◆ Work to complete ◆
Search the records for the word "PathBuf" and pick out every line that has it.

Dataset entries
****************

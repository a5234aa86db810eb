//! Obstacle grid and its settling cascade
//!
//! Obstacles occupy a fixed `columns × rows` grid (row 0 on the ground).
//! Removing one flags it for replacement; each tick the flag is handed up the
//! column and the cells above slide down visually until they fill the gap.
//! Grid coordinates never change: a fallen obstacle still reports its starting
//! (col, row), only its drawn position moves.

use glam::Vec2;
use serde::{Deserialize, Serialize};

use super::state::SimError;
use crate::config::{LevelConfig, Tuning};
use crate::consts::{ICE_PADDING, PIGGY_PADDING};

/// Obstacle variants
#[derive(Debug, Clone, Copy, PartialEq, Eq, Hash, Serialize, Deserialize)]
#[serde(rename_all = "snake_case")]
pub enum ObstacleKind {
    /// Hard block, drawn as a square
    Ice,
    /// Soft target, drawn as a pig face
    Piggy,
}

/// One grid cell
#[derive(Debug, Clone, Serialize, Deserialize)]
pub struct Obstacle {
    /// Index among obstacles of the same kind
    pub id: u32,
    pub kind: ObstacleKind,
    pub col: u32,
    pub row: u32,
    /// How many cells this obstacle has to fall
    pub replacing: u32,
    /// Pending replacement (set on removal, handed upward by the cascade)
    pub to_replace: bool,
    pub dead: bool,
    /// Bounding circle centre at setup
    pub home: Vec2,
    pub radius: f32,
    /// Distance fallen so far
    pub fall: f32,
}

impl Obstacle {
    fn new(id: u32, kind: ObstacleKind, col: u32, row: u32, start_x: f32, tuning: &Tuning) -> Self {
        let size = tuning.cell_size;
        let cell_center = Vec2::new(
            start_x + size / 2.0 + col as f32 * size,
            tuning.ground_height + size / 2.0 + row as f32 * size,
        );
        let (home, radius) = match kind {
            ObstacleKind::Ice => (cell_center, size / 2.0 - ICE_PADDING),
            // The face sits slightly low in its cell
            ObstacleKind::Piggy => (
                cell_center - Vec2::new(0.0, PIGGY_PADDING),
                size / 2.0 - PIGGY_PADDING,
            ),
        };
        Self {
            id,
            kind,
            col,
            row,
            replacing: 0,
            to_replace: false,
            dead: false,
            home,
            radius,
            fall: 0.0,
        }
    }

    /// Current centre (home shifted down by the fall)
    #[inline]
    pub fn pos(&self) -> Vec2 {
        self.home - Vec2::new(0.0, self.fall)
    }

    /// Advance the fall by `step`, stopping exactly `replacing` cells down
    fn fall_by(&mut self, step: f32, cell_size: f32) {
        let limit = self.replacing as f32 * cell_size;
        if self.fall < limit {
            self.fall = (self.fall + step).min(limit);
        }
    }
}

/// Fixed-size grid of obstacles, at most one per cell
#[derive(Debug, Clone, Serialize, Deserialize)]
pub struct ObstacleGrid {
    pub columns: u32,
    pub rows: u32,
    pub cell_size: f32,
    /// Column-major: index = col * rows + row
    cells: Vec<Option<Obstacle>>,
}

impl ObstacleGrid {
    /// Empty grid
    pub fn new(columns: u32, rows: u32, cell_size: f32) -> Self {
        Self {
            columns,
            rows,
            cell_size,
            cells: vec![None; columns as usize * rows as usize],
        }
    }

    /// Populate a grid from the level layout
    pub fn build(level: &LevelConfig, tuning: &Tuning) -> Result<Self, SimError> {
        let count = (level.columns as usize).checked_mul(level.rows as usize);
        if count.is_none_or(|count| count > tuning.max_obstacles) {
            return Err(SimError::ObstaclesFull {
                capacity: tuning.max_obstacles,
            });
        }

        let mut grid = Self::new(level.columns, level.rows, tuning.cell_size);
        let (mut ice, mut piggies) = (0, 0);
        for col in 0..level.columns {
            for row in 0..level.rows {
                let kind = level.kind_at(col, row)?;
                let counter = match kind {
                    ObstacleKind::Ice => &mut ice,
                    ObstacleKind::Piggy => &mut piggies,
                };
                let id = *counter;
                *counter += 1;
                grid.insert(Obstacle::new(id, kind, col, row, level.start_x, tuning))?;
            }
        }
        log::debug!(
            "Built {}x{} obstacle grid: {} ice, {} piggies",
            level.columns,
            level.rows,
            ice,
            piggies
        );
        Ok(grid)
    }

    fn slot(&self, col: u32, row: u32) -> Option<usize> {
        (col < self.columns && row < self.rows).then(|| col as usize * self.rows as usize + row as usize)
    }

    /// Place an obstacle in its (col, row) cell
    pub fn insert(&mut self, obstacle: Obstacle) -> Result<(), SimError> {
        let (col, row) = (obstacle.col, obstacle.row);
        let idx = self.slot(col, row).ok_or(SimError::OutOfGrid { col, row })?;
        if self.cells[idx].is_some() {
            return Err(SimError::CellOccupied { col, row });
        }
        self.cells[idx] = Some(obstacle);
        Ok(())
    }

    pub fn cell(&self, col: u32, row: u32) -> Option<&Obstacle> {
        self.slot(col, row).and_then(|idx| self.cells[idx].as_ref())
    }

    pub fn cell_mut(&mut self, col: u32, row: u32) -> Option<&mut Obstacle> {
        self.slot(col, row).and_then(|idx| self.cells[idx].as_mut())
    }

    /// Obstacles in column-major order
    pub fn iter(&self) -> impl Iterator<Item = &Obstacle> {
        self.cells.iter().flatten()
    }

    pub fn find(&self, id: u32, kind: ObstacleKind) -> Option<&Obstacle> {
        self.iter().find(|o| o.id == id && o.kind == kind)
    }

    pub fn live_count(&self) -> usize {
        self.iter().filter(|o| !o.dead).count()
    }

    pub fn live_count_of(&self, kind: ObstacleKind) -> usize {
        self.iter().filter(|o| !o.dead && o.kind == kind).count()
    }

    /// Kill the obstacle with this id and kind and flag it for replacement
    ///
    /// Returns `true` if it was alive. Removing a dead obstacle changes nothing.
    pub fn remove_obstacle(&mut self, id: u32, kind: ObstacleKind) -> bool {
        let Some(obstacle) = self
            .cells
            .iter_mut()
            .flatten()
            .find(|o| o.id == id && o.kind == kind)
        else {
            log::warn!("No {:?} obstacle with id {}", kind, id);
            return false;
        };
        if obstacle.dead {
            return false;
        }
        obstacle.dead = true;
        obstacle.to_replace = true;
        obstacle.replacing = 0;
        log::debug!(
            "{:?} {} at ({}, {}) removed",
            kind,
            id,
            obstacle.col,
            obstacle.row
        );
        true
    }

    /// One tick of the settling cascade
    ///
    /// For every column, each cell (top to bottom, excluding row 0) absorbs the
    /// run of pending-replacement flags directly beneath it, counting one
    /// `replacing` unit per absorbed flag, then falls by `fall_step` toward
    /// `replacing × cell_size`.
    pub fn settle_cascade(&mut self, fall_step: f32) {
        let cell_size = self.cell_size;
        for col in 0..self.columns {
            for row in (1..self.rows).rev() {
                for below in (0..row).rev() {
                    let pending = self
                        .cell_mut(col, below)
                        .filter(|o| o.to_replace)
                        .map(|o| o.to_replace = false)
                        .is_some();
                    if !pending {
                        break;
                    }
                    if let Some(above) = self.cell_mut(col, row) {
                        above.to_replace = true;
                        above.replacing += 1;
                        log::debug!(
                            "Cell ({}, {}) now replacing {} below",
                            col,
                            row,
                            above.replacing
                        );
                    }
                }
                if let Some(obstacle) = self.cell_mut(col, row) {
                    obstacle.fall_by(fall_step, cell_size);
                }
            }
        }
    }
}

****************

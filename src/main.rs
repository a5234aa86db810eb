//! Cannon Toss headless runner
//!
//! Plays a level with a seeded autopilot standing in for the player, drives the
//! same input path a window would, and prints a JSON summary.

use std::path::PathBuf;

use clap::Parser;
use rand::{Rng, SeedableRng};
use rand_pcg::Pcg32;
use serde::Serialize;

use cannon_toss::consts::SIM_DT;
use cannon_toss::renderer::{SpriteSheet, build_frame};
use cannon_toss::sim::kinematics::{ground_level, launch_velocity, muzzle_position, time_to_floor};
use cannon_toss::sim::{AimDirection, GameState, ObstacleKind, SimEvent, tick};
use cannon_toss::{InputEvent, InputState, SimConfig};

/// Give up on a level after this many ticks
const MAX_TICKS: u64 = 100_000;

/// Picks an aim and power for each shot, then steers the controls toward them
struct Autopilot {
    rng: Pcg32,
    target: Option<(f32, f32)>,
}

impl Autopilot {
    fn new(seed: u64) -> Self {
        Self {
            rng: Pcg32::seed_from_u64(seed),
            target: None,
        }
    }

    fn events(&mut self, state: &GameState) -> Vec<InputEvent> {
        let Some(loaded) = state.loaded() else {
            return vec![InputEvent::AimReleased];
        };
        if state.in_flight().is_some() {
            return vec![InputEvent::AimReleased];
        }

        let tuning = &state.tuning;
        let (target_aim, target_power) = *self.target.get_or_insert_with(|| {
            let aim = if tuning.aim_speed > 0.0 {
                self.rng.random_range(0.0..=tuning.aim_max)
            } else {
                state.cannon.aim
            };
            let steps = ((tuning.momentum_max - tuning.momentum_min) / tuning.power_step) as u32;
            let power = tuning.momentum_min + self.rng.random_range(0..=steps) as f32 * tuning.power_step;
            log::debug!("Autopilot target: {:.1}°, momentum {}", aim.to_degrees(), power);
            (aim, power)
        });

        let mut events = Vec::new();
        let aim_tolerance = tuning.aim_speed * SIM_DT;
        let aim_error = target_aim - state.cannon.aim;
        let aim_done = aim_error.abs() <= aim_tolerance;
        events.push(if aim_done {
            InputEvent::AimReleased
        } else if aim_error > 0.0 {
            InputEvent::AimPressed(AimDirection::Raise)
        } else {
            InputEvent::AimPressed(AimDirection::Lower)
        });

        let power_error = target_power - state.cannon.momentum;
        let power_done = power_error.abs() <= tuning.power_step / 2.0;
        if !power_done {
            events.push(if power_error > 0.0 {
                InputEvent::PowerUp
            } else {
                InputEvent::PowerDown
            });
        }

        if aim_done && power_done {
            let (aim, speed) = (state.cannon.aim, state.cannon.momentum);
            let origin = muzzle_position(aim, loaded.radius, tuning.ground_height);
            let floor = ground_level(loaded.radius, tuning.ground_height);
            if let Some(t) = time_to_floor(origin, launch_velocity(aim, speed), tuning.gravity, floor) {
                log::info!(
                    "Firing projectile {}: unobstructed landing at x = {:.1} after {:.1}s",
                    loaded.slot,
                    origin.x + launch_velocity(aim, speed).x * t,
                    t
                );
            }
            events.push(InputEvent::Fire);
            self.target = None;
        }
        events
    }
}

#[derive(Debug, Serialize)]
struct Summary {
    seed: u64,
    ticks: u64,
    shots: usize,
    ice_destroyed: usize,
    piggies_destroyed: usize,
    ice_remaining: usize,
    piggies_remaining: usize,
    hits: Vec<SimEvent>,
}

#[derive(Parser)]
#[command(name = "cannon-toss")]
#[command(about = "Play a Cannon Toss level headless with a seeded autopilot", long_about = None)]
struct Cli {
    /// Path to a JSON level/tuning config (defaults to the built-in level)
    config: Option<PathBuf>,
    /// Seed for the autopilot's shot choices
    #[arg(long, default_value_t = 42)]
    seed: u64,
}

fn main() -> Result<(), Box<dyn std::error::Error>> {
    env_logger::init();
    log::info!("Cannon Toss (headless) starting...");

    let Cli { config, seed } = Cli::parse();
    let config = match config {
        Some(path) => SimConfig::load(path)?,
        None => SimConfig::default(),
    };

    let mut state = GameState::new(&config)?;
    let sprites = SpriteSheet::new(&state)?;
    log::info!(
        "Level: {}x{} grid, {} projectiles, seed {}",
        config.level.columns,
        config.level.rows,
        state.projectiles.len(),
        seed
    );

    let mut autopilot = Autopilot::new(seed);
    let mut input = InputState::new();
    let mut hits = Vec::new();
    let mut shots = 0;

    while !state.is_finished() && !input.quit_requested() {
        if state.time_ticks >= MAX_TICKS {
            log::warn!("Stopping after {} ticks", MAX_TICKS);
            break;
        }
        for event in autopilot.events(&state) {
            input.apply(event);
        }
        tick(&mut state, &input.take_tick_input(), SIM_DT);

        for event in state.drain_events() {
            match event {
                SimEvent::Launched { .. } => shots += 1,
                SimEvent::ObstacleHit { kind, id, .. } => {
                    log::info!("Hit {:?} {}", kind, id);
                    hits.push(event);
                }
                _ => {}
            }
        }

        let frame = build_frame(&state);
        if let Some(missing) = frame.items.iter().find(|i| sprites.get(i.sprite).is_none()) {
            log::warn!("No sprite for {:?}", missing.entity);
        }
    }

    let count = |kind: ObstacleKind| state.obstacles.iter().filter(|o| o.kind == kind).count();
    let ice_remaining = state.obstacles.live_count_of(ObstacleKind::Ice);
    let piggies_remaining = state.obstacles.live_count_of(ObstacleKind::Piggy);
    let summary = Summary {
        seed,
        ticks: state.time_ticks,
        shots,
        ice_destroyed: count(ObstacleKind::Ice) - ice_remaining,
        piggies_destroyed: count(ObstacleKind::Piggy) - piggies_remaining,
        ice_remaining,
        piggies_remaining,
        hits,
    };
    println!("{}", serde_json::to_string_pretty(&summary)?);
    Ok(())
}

****************

◆ Solved problem ◆
use std::path::PathBuf;
    config: Option<PathBuf>,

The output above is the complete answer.